GIVEN INFORMATION: Begin
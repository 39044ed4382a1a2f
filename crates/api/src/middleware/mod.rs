pub mod auth;

pub use auth::{require_session, CurrentUser};
use chrono::{DateTime, Utc};
use serde::{Deserialize, Serialize};
use sqlx::FromRow;
use uuid::Uuid;

/// Provider discriminator for email + password accounts.
pub const CREDENTIALS_PROVIDER: &str = "credentials";

/// Authentication method linked to a user.
#[derive(Debug, Clone, Serialize, Deserialize, FromRow)]
pub struct Account {
    pub id: Uuid,
    pub user_id: Uuid,
    pub provider_id: String,
    /// For the credentials provider this is the user's email.
    pub account_id: String,
    /// Argon2id PHC string. Never serialized.
    #[serde(skip_serializing)]
    pub password_hash: Option<String>,
    pub created_at: DateTime<Utc>,
}
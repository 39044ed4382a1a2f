pub mod cookie;
pub mod credentials;
pub mod error;
pub mod password;
pub mod service;
pub mod session;
pub mod token;

pub use cookie::{extract_cookie, CookieConfig, SameSite};
pub use credentials::CredentialVerifier;
pub use error::{AuthError, Result};
pub use password::PasswordHasher;
pub use service::{AuthService, ClientInfo, LoginRequest, SignupRequest};
pub use session::{IssuedSession, SessionConfig, SessionManager};
pub use token::generate_session_token;
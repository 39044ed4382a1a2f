//! Session cookie encoding: `Set-Cookie` values out, `Cookie` header in.

use chrono::{DateTime, Utc};
use std::fmt;
use std::str::FromStr;

const EPOCH_HTTP_DATE: &str = "Thu, 01 Jan 1970 00:00:00 GMT";

#[derive(Debug, Clone, Copy, PartialEq, Eq, Default)]
pub enum SameSite {
    #[default]
    Lax,
    Strict,
    /// Cross-site / embedded delivery. Forces `Secure`.
    None,
}

impl SameSite {
    pub fn as_str(&self) -> &'static str {
        match self {
            SameSite::Lax => "Lax",
            SameSite::Strict => "Strict",
            SameSite::None => "None",
        }
    }
}

impl fmt::Display for SameSite {
    fn fmt(&self, f: &mut fmt::Formatter<'_>) -> fmt::Result {
        f.write_str(self.as_str())
    }
}

impl FromStr for SameSite {
    type Err = String;

    fn from_str(s: &str) -> Result<Self, Self::Err> {
        match s.trim().to_ascii_lowercase().as_str() {
            "lax" => Ok(SameSite::Lax),
            "strict" => Ok(SameSite::Strict),
            "none" => Ok(SameSite::None),
            other => Err(format!("unknown SameSite value: {}", other)),
        }
    }
}

#[derive(Debug, Clone)]
pub struct CookieConfig {
    pub name: String,
    pub same_site: SameSite,
    pub secure: bool,
    pub domain: Option<String>,
    pub path: String,
}

impl Default for CookieConfig {
    fn default() -> Self {
        Self {
            name: "session_token".to_string(),
            same_site: SameSite::Lax,
            secure: true,
            domain: None,
            path: "/".to_string(),
        }
    }
}

impl CookieConfig {
    pub fn from_env() -> Self {
        let defaults = Self::default();
        let same_site = match std::env::var("SESSION_COOKIE_SAME_SITE") {
            Ok(value) => value.parse().unwrap_or_else(|e| {
                tracing::warn!("{}, falling back to {}", e, defaults.same_site);
                defaults.same_site
            }),
            Err(_) => defaults.same_site,
        };

        Self {
            name: std::env::var("SESSION_COOKIE_NAME").unwrap_or(defaults.name),
            same_site,
            secure: std::env::var("SESSION_COOKIE_SECURE")
                .ok()
                .and_then(|v| v.parse().ok())
                .unwrap_or(defaults.secure),
            domain: std::env::var("SESSION_COOKIE_DOMAIN")
                .ok()
                .filter(|d| !d.is_empty()),
            path: defaults.path,
        }
    }

    /// `SameSite=None` is rejected by browsers without `Secure`.
    pub fn is_secure(&self) -> bool {
        self.secure || self.same_site == SameSite::None
    }

    /// `Set-Cookie` value carrying `token` until `expires_at`.
    pub fn session_cookie(&self, token: &str, expires_at: DateTime<Utc>, now: DateTime<Utc>) -> String {
        let max_age = (expires_at - now).num_seconds().max(0);
        format!(
            "{}={}; Expires={}; Max-Age={}{}",
            self.name,
            token,
            http_date(expires_at),
            max_age,
            self.attributes()
        )
    }

    /// `Set-Cookie` value that makes the client drop the session cookie.
    pub fn clear_cookie(&self) -> String {
        format!(
            "{}=; Expires={}; Max-Age=0{}",
            self.name,
            EPOCH_HTTP_DATE,
            self.attributes()
        )
    }

    fn attributes(&self) -> String {
        let mut attrs = format!("; Path={}", self.path);
        if let Some(domain) = &self.domain {
            attrs.push_str(&format!("; Domain={}", domain));
        }
        attrs.push_str("; HttpOnly");
        if self.is_secure() {
            attrs.push_str("; Secure");
        }
        attrs.push_str(&format!("; SameSite={}", self.same_site));
        attrs
    }
}

/// Find the first non-empty value of cookie `name` in a `Cookie` header.
pub fn extract_cookie<'a>(cookie_header: &'a str, name: &str) -> Option<&'a str> {
    cookie_header
        .split(';')
        .filter_map(|pair| pair.split_once('='))
        .find(|(key, _)| key.trim() == name)
        .map(|(_, value)| value.trim().trim_matches('"'))
        .filter(|value| !value.is_empty())
}

/// IMF-fixdate, as required by the `Expires` attribute.
fn http_date(at: DateTime<Utc>) -> String {
    at.format("%a, %d %b %Y %H:%M:%S GMT").to_string()
}

#[cfg(test)]
mod tests {
    use super::*;
    use chrono::{Duration, TimeZone};

    #[test]
    fn test_session_cookie_attributes() {
        let config = CookieConfig::default();
        let now = Utc.with_ymd_and_hms(2025, 1, 1, 12, 0, 0).unwrap();
        let cookie = config.session_cookie("abc123", now + Duration::days(7), now);

        assert_eq!(
            cookie,
            "session_token=abc123; Expires=Wed, 08 Jan 2025 12:00:00 GMT; Max-Age=604800; \
             Path=/; HttpOnly; Secure; SameSite=Lax"
        );
    }

    #[test]
    fn test_same_site_none_forces_secure() {
        let config = CookieConfig {
            same_site: SameSite::None,
            secure: false,
            domain: Some("example.com".to_string()),
            ..CookieConfig::default()
        };
        let cookie = config.clear_cookie();

        assert!(cookie.starts_with("session_token=; Expires=Thu, 01 Jan 1970 00:00:00 GMT; Max-Age=0"));
        assert!(cookie.contains("; Domain=example.com"));
        assert!(cookie.contains("; Secure"));
        assert!(cookie.ends_with("; SameSite=None"));
    }

    #[test]
    fn test_insecure_lax_cookie_for_local_http() {
        let config = CookieConfig {
            secure: false,
            ..CookieConfig::default()
        };
        assert!(!config.clear_cookie().contains("Secure"));
    }

    #[test]
    fn test_max_age_never_negative() {
        let config = CookieConfig::default();
        let now = Utc::now();
        let cookie = config.session_cookie("t", now - Duration::hours(1), now);
        assert!(cookie.contains("Max-Age=0;"));
    }

    #[test]
    fn test_extract_cookie() {
        let header = "theme=dark; session_token=deadbeef; other=1";
        assert_eq!(extract_cookie(header, "session_token"), Some("deadbeef"));
        assert_eq!(extract_cookie("session_token=\"quoted\"", "session_token"), Some("quoted"));
        assert_eq!(extract_cookie("session_token=; a=b", "session_token"), None);
        assert_eq!(extract_cookie("xsession_token=abc", "session_token"), None);
        assert_eq!(extract_cookie("garbage;;=", "session_token"), None);
        assert_eq!(extract_cookie("", "session_token"), None);
    }

    #[test]
    fn test_first_occurrence_wins() {
        let header = "session_token=first; session_token=second";
        assert_eq!(extract_cookie(header, "session_token"), Some("first"));
    }

    #[test]
    fn test_parse_same_site() {
        assert_eq!("LAX".parse::<SameSite>().unwrap(), SameSite::Lax);
        assert_eq!(" none ".parse::<SameSite>().unwrap(), SameSite::None);
        assert_eq!("strict".parse::<SameSite>().unwrap(), SameSite::Strict);
        assert!("sideways".parse::<SameSite>().is_err());
    }
}
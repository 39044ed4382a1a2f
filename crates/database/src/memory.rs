//! In-memory backend implementing both store traits.
//!
//! All tables live behind one `tokio::sync::RwLock`, so every operation,
//! including the two-row identity insert, is atomic. Data is lost when the
//! last clone is dropped.

use crate::error::{DatabaseError, Result};
use crate::store::{CredentialStore, SessionStore, SessionWithUser, StoredCredentials};
use async_trait::async_trait;
use chrono::{DateTime, Utc};
use sessionauth_models::{
    Account, NewSession, NewUser, Session, User, UserProfile, CREDENTIALS_PROVIDER,
};
use std::collections::HashMap;
use std::sync::Arc;
use tokio::sync::RwLock;
use uuid::Uuid;

#[derive(Debug, Default)]
struct Tables {
    users: HashMap<Uuid, User>,
    /// Unique index: email -> user id.
    emails: HashMap<String, Uuid>,
    accounts: Vec<Account>,
    sessions: HashMap<String, Session>,
}

#[derive(Debug, Clone, Default)]
pub struct MemoryStore {
    tables: Arc<RwLock<Tables>>,
}

impl MemoryStore {
    pub fn new() -> Self {
        Self::default()
    }

    pub async fn user_count(&self) -> usize {
        self.tables.read().await.users.len()
    }

    pub async fn account_count(&self) -> usize {
        self.tables.read().await.accounts.len()
    }

    pub async fn session_count(&self) -> usize {
        self.tables.read().await.sessions.len()
    }
}

#[async_trait]
impl CredentialStore for MemoryStore {
    async fn find_user_id_by_email(&self, email: &str) -> Result<Option<Uuid>> {
        Ok(self.tables.read().await.emails.get(email).copied())
    }

    async fn create_identity(&self, new_user: &NewUser, password_hash: &str) -> Result<User> {
        let mut tables = self.tables.write().await;

        if tables.emails.contains_key(&new_user.email) {
            return Err(DatabaseError::duplicate("User", "email"));
        }

        let now = Utc::now();
        let user = User {
            id: Uuid::new_v4(),
            name: new_user.name.clone(),
            email: new_user.email.clone(),
            image: None,
            created_at: now,
            updated_at: now,
        };
        let account = Account {
            id: Uuid::new_v4(),
            user_id: user.id,
            provider_id: CREDENTIALS_PROVIDER.to_string(),
            account_id: new_user.email.clone(),
            password_hash: Some(password_hash.to_string()),
            created_at: now,
        };

        tables.emails.insert(user.email.clone(), user.id);
        tables.users.insert(user.id, user.clone());
        tables.accounts.push(account);

        Ok(user)
    }

    async fn find_credentials(&self, email: &str) -> Result<Option<StoredCredentials>> {
        let tables = self.tables.read().await;

        let Some(user_id) = tables.emails.get(email).copied() else {
            return Ok(None);
        };

        let credentials = tables
            .accounts
            .iter()
            .find(|a| a.user_id == user_id && a.provider_id == CREDENTIALS_PROVIDER)
            .and_then(|a| a.password_hash.clone())
            .map(|password_hash| StoredCredentials {
                user_id,
                password_hash,
            });

        Ok(credentials)
    }
}

#[async_trait]
impl SessionStore for MemoryStore {
    async fn create(&self, new_session: &NewSession) -> Result<Session> {
        let mut tables = self.tables.write().await;

        if !tables.users.contains_key(&new_session.user_id) {
            return Err(DatabaseError::ConstraintViolation(format!(
                "session references unknown user {}",
                new_session.user_id
            )));
        }
        if tables.sessions.contains_key(&new_session.token) {
            return Err(DatabaseError::duplicate("Session", "token"));
        }

        let session = Session {
            id: new_session.token.clone(),
            token: new_session.token.clone(),
            user_id: new_session.user_id,
            expires_at: new_session.expires_at,
            user_agent: new_session.user_agent.clone(),
            ip_address: new_session.ip_address.clone(),
            created_at: Utc::now(),
        };
        tables.sessions.insert(session.token.clone(), session.clone());

        Ok(session)
    }

    async fn find_with_user(&self, token: &str) -> Result<Option<SessionWithUser>> {
        let tables = self.tables.read().await;

        let found = tables.sessions.get(token).and_then(|session| {
            tables.users.get(&session.user_id).map(|user| SessionWithUser {
                session: session.clone(),
                user: UserProfile::from(user.clone()),
            })
        });

        Ok(found)
    }

    async fn delete_by_token(&self, token: &str) -> Result<bool> {
        Ok(self.tables.write().await.sessions.remove(token).is_some())
    }

    async fn delete_expired(&self, now: DateTime<Utc>) -> Result<u64> {
        let mut tables = self.tables.write().await;
        let before = tables.sessions.len();
        tables.sessions.retain(|_, s| !s.is_expired_at(now));
        Ok((before - tables.sessions.len()) as u64)
    }
}

#[cfg(test)]
mod tests {
    use super::*;
    use chrono::Duration;

    fn ann() -> NewUser {
        NewUser {
            name: "Ann".to_string(),
            email: "ann@x.com".to_string(),
        }
    }

    fn new_session(token: &str, user_id: Uuid, expires_at: DateTime<Utc>) -> NewSession {
        NewSession {
            token: token.to_string(),
            user_id,
            expires_at,
            user_agent: None,
            ip_address: Some("203.0.113.7".to_string()),
        }
    }

    #[tokio::test]
    async fn test_create_identity_writes_user_and_account() {
        let store = MemoryStore::new();
        let user = store.create_identity(&ann(), "hash").await.unwrap();

        assert_eq!(store.find_user_id_by_email("ann@x.com").await.unwrap(), Some(user.id));
        assert_eq!(store.user_count().await, 1);
        assert_eq!(store.account_count().await, 1);

        let creds = store.find_credentials("ann@x.com").await.unwrap().unwrap();
        assert_eq!(creds.user_id, user.id);
        assert_eq!(creds.password_hash, "hash");
    }

    #[tokio::test]
    async fn test_duplicate_email_leaves_no_rows() {
        let store = MemoryStore::new();
        store.create_identity(&ann(), "hash").await.unwrap();

        let err = store.create_identity(&ann(), "other").await.unwrap_err();
        assert!(err.is_duplicate());
        assert_eq!(store.user_count().await, 1);
        assert_eq!(store.account_count().await, 1);
    }

    #[tokio::test]
    async fn test_unknown_email_has_no_credentials() {
        let store = MemoryStore::new();
        assert!(store.find_user_id_by_email("nobody@x.com").await.unwrap().is_none());
        assert!(store.find_credentials("nobody@x.com").await.unwrap().is_none());
    }

    #[tokio::test]
    async fn test_session_requires_existing_user() {
        let store = MemoryStore::new();
        let err = store
            .create(&new_session("abc", Uuid::new_v4(), Utc::now()))
            .await
            .unwrap_err();
        assert!(matches!(err, DatabaseError::ConstraintViolation(_)));
        assert_eq!(store.session_count().await, 0);
    }

    #[tokio::test]
    async fn test_session_token_collision_is_duplicate() {
        let store = MemoryStore::new();
        let user = store.create_identity(&ann(), "hash").await.unwrap();
        let expires = Utc::now() + Duration::days(7);

        store.create(&new_session("abc", user.id, expires)).await.unwrap();
        let err = store.create(&new_session("abc", user.id, expires)).await.unwrap_err();
        assert!(err.is_duplicate());
    }

    #[tokio::test]
    async fn test_find_delete_and_expire_sessions() {
        let store = MemoryStore::new();
        let user = store.create_identity(&ann(), "hash").await.unwrap();
        let now = Utc::now();

        store.create(&new_session("live", user.id, now + Duration::days(7))).await.unwrap();
        store.create(&new_session("stale", user.id, now - Duration::seconds(1))).await.unwrap();

        let found = store.find_with_user("live").await.unwrap().unwrap();
        assert_eq!(found.user.email, "ann@x.com");
        assert_eq!(found.session.id, "live");
        assert_eq!(found.session.ip_address.as_deref(), Some("203.0.113.7"));

        assert_eq!(store.delete_expired(now).await.unwrap(), 1);
        assert!(store.find_with_user("stale").await.unwrap().is_none());

        assert!(store.delete_by_token("live").await.unwrap());
        assert!(!store.delete_by_token("live").await.unwrap());
        assert_eq!(store.session_count().await, 0);
    }
}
GIVEN INFORMATION: End
PROBLEM DETAILS: Wherever the word "Debug" occurs in a line of the listing, copy that line.

ANSWER FOR THIS EXERCISE:
#[derive(Debug, Clone, Serialize, Deserialize, FromRow)]
#[derive(Debug, Clone, Copy, PartialEq, Eq, Default)]
#[derive(Debug, Clone)]
#[derive(Debug, Default)]
#[derive(Debug, Clone, Default)]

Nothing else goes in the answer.